| EXERCISE PROMPT |
Which of the lines below mention the word "Option"? Pull each one out.

Stored data:
....
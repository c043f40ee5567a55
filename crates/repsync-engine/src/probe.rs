//! Clock-state probing: local lookups and batched remote queries.

use async_trait::async_trait;
use futures_util::future::join_all;
use repsync_client::NodeClient;
use repsync_core::{ClockValue, Result, UserReplicaAssignment, Wallet};
use std::collections::HashMap;
use tracing::warn;

/// Local clock store collaborator.
///
/// Read-only from the engine's perspective: clocks are advanced by the
/// content-ingestion write path, never here.
#[async_trait]
pub trait ClockStore: Send + Sync {
    /// Clock value for `wallet` on this node, or `None` if the user has
    /// no local record.
    async fn local_clock(&self, wallet: &Wallet) -> Result<Option<ClockValue>>;
}

/// Per-endpoint clock maps from one probe pass. An endpoint whose probe
/// failed maps to an empty inner map, so all of its users read as unknown.
pub type RemoteClockMap = HashMap<String, HashMap<Wallet, ClockValue>>;

/// Probe every distinct secondary endpoint referenced by `assignments`.
///
/// Exactly one batch request per distinct endpoint, issued concurrently
/// and joined as a full barrier; the caller only decides once every probe
/// has completed or failed. A per-endpoint failure is logged and localized
/// — the rest of the cycle proceeds, and that endpoint's users fall back
/// to unknown, deterministically forcing a sync attempt for them.
pub async fn probe_secondaries(
    client: &NodeClient,
    assignments: &[UserReplicaAssignment],
) -> RemoteClockMap {
    let mut by_endpoint: HashMap<&str, Vec<Wallet>> = HashMap::new();
    for assignment in assignments {
        for secondary in assignment.secondaries() {
            by_endpoint
                .entry(secondary)
                .or_default()
                .push(assignment.wallet.clone());
        }
    }

    let probes = by_endpoint.into_iter().map(|(endpoint, wallets)| async move {
        match client.clocks().batch_status(endpoint, &wallets).await {
            Ok(clocks) => (endpoint.to_string(), clocks),
            Err(e) => {
                warn!(endpoint, error = %e, "clock probe failed; treating its users as unknown");
                (endpoint.to_string(), HashMap::new())
            }
        }
    });

    join_all(probes).await.into_iter().collect()
}

#[cfg(test)]
mod tests {
    use super::*;
    use wiremock::matchers::{method, path};
    use wiremock::{Mock, MockServer, ResponseTemplate};

    fn assignment(wallet: &str, s1: &str, s2: &str) -> UserReplicaAssignment {
        UserReplicaAssignment {
            wallet: Wallet::new(wallet),
            secondary1: s1.to_string(),
            secondary2: s2.to_string(),
        }
    }

    #[tokio::test]
    async fn test_one_request_per_distinct_endpoint() {
        let cn2 = MockServer::start().await;
        let cn3 = MockServer::start().await;

        // Both users share cn2 as a secondary; it must still see exactly
        // one batch request.
        for server in [&cn2, &cn3] {
            Mock::given(method("POST"))
                .and(path("/users/batch_clock_status"))
                .respond_with(ResponseTemplate::new(200).set_body_json(serde_json::json!({
                    "users": [
                        {"walletPublicKey": "0xaa", "clock": 4},
                        {"walletPublicKey": "0xbb", "clock": 2},
                    ]
                })))
                .expect(1)
                .mount(server)
                .await;
        }

        let assignments = vec![
            assignment("0xaa", &cn2.uri(), &cn3.uri()),
            assignment("0xbb", &cn2.uri(), &cn3.uri()),
        ];

        let client = NodeClient::new();
        let map = probe_secondaries(&client, &assignments).await;

        assert_eq!(map.len(), 2);
        assert_eq!(
            map[&cn2.uri()].get(&Wallet::new("0xaa")),
            Some(&ClockValue(4))
        );
        assert_eq!(
            map[&cn3.uri()].get(&Wallet::new("0xbb")),
            Some(&ClockValue(2))
        );
    }

    #[tokio::test]
    async fn test_failed_endpoint_reads_as_unknown() {
        let good = MockServer::start().await;
        let bad = MockServer::start().await;

        Mock::given(method("POST"))
            .and(path("/users/batch_clock_status"))
            .respond_with(ResponseTemplate::new(200).set_body_json(serde_json::json!({
                "users": [{"walletPublicKey": "0xaa", "clock": 9}]
            })))
            .mount(&good)
            .await;
        Mock::given(method("POST"))
            .and(path("/users/batch_clock_status"))
            .respond_with(ResponseTemplate::new(503))
            .mount(&bad)
            .await;

        let assignments = vec![assignment("0xaa", &good.uri(), &bad.uri())];

        let client = NodeClient::new();
        let map = probe_secondaries(&client, &assignments).await;

        // Both endpoints are present in the barrier result; the failed one
        // holds no entries.
        assert_eq!(map[&good.uri()].len(), 1);
        assert!(map[&bad.uri()].is_empty());
    }
}
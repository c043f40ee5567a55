//! HTTP client for the replica-set sync engine.
//!
//! Provides [`NodeClient`], which covers every outbound interface the
//! engine uses: the directory query for primary-user assignments, batched
//! clock probes against secondaries, sync dispatch, and sync-status
//! polling.

mod client;
pub mod api;

pub use client::{NodeClient, NodeClientBuilder};
pub use repsync_core::{Result, SyncError};
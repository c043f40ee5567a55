//! The sync scheduler: periodic full reconciliation cycles.
//!
//! One cycle = fetch assignments, probe secondary clocks, decide, enqueue.
//! Cycles are strictly sequential: the next one is scheduled only after
//! the current one finishes (successfully or not), plus a fixed delay.
//! There is no intra-cycle retry — a failed cycle is abandoned and the
//! next full re-evaluation self-heals whatever it left undone.

use crate::identity::IdentityResolver;
use crate::probe::{self, ClockStore};
use repsync_client::NodeClient;
use repsync_core::{ClockValue, Result, SyncError, SyncJob};
use std::sync::Arc;
use std::time::Duration;
use tokio::sync::mpsc;
use tracing::{debug, info, warn};

/// Does this secondary need a sync?
///
/// Yes when the secondary has no record of the user, or when the primary
/// has seen more operations than the secondary. An unknown primary next to
/// a known secondary is not treated as divergence.
#[must_use]
pub fn sync_required(primary: Option<ClockValue>, secondary: Option<ClockValue>) -> bool {
    match secondary {
        None => true,
        Some(s) => primary.is_some_and(|p| p > s),
    }
}

/// Orchestrates reconciliation cycles and feeds the worker pool.
pub struct Scheduler {
    client: NodeClient,
    resolver: IdentityResolver,
    clock_store: Arc<dyn ClockStore>,
    job_tx: mpsc::Sender<SyncJob>,
    directory_endpoint: String,
    inter_cycle_delay: Duration,
}

impl Scheduler {
    /// Create a scheduler
    #[must_use]
    pub fn new(
        client: NodeClient,
        resolver: IdentityResolver,
        clock_store: Arc<dyn ClockStore>,
        job_tx: mpsc::Sender<SyncJob>,
        directory_endpoint: impl Into<String>,
        inter_cycle_delay: Duration,
    ) -> Self {
        Self {
            client,
            resolver,
            clock_store,
            job_tx,
            directory_endpoint: directory_endpoint.into(),
            inter_cycle_delay,
        }
    }

    /// Run cycles forever.
    ///
    /// A cycle error is logged and abandoned; the inter-cycle delay starts
    /// counting once the cycle has fully finished, so cycles never
    /// overlap regardless of how long one takes.
    pub async fn run(mut self) {
        loop {
            if let Err(e) = self.run_cycle().await {
                warn!(error = %e, "reconciliation cycle abandoned");
            }
            tokio::time::sleep(self.inter_cycle_delay).await;
        }
    }

    /// One full reconciliation cycle.
    ///
    /// A cycle that performs identity resolution does nothing else that
    /// pass, even when resolution succeeds; reconciliation starts on the
    /// next tick.
    pub async fn run_cycle(&mut self) -> Result<()> {
        if !self.resolver.identity().is_resolved() {
            self.resolver.resolve().await?;
            debug!("identity resolution pass; reconciliation deferred to next cycle");
            return Ok(());
        }

        let node_endpoint = self.resolver.identity().endpoint.clone();
        let assignments = self
            .client
            .directory()
            .assignments(&self.directory_endpoint, &node_endpoint)
            .await?;

        if assignments.is_empty() {
            debug!("no users assigned to this node");
            return Ok(());
        }

        // Full barrier: every distinct secondary is probed before any
        // decision is made.
        let remote_clocks = probe::probe_secondaries(&self.client, &assignments).await;

        let mut enqueued = 0usize;
        for assignment in &assignments {
            let primary_clock = self.clock_store.local_clock(&assignment.wallet).await?;

            for secondary in assignment.secondaries() {
                let secondary_clock = remote_clocks
                    .get(secondary)
                    .and_then(|clocks| clocks.get(&assignment.wallet))
                    .copied();

                if sync_required(primary_clock, secondary_clock) {
                    debug!(
                        wallet = %assignment.wallet,
                        secondary,
                        primary = ?primary_clock,
                        remote = ?secondary_clock,
                        "sync required"
                    );
                    // A primary with no record still forces a sync toward
                    // an unknown secondary; clock 0 stands in as the
                    // convergence target.
                    let job = SyncJob::new(
                        assignment.wallet.clone(),
                        node_endpoint.clone(),
                        secondary,
                        primary_clock.unwrap_or(ClockValue(0)),
                    );
                    self.job_tx
                        .send(job)
                        .await
                        .map_err(|_| SyncError::QueueClosed)?;
                    enqueued += 1;
                }
            }
        }

        info!(
            users = assignments.len(),
            enqueued, "reconciliation cycle complete"
        );
        Ok(())
    }
}
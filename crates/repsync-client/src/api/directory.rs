//! Directory endpoints: which users have this node as primary.

use crate::NodeClient;
use repsync_core::{Result, SyncError, UserReplicaAssignment};
use serde::Deserialize;

/// Envelope used by the directory service
#[derive(Debug, Deserialize)]
struct DataEnvelope<T> {
    data: T,
}

/// Directory (replica-assignment) endpoints
pub struct DirectoryApi<'a> {
    client: &'a NodeClient,
}

impl<'a> DirectoryApi<'a> {
    pub(crate) fn new(client: &'a NodeClient) -> Self {
        Self { client }
    }

    /// Fetch the replica assignments for every user whose primary is
    /// `node_endpoint`.
    ///
    /// An empty list is a valid answer (no users assigned). Any transport
    /// or protocol failure surfaces as [`SyncError::Directory`] and aborts
    /// the calling cycle; partial results are never returned.
    pub async fn assignments(
        &self,
        directory_endpoint: &str,
        node_endpoint: &str,
    ) -> Result<Vec<UserReplicaAssignment>> {
        let envelope: DataEnvelope<Vec<UserReplicaAssignment>> = self
            .client
            .get(
                directory_endpoint,
                "/users/creator_node",
                &[("creator_node_endpoint", node_endpoint)],
            )
            .await
            .map_err(|e| SyncError::Directory(e.to_string()))?;

        Ok(envelope.data)
    }
}

#[cfg(test)]
mod tests {
    use super::*;
    use wiremock::matchers::{method, path, query_param};
    use wiremock::{Mock, MockServer, ResponseTemplate};

    #[tokio::test]
    async fn test_assignments_parses_envelope() {
        let server = MockServer::start().await;
        Mock::given(method("GET"))
            .and(path("/users/creator_node"))
            .and(query_param("creator_node_endpoint", "http://cn1"))
            .respond_with(ResponseTemplate::new(200).set_body_json(serde_json::json!({
                "data": [
                    {"wallet": "0xAA", "secondary1": "http://cn2", "secondary2": "http://cn3"}
                ]
            })))
            .mount(&server)
            .await;

        let client = NodeClient::new();
        let assignments = client
            .directory()
            .assignments(&server.uri(), "http://cn1")
            .await
            .unwrap();

        assert_eq!(assignments.len(), 1);
        assert_eq!(assignments[0].wallet.as_str(), "0xaa");
        assert_eq!(assignments[0].secondary1, "http://cn2");
    }

    #[tokio::test]
    async fn test_assignments_empty_list_is_ok() {
        let server = MockServer::start().await;
        Mock::given(method("GET"))
            .and(path("/users/creator_node"))
            .respond_with(ResponseTemplate::new(200).set_body_json(serde_json::json!({
                "data": []
            })))
            .mount(&server)
            .await;

        let client = NodeClient::new();
        let assignments = client
            .directory()
            .assignments(&server.uri(), "http://cn1")
            .await
            .unwrap();
        assert!(assignments.is_empty());
    }

    #[tokio::test]
    async fn test_assignments_server_error_is_directory_failure() {
        let server = MockServer::start().await;
        Mock::given(method("GET"))
            .and(path("/users/creator_node"))
            .respond_with(ResponseTemplate::new(500))
            .mount(&server)
            .await;

        let client = NodeClient::new();
        let err = client
            .directory()
            .assignments(&server.uri(), "http://cn1")
            .await
            .unwrap_err();
        assert!(matches!(err, SyncError::Directory(_)));
        assert!(err.aborts_cycle());
    }
}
....
| PROBLEM SOLUTION |
    async fn local_clock(&self, wallet: &Wallet) -> Result<Option<ClockValue>>;
pub fn sync_required(primary: Option<ClockValue>, secondary: Option<ClockValue>) -> bool {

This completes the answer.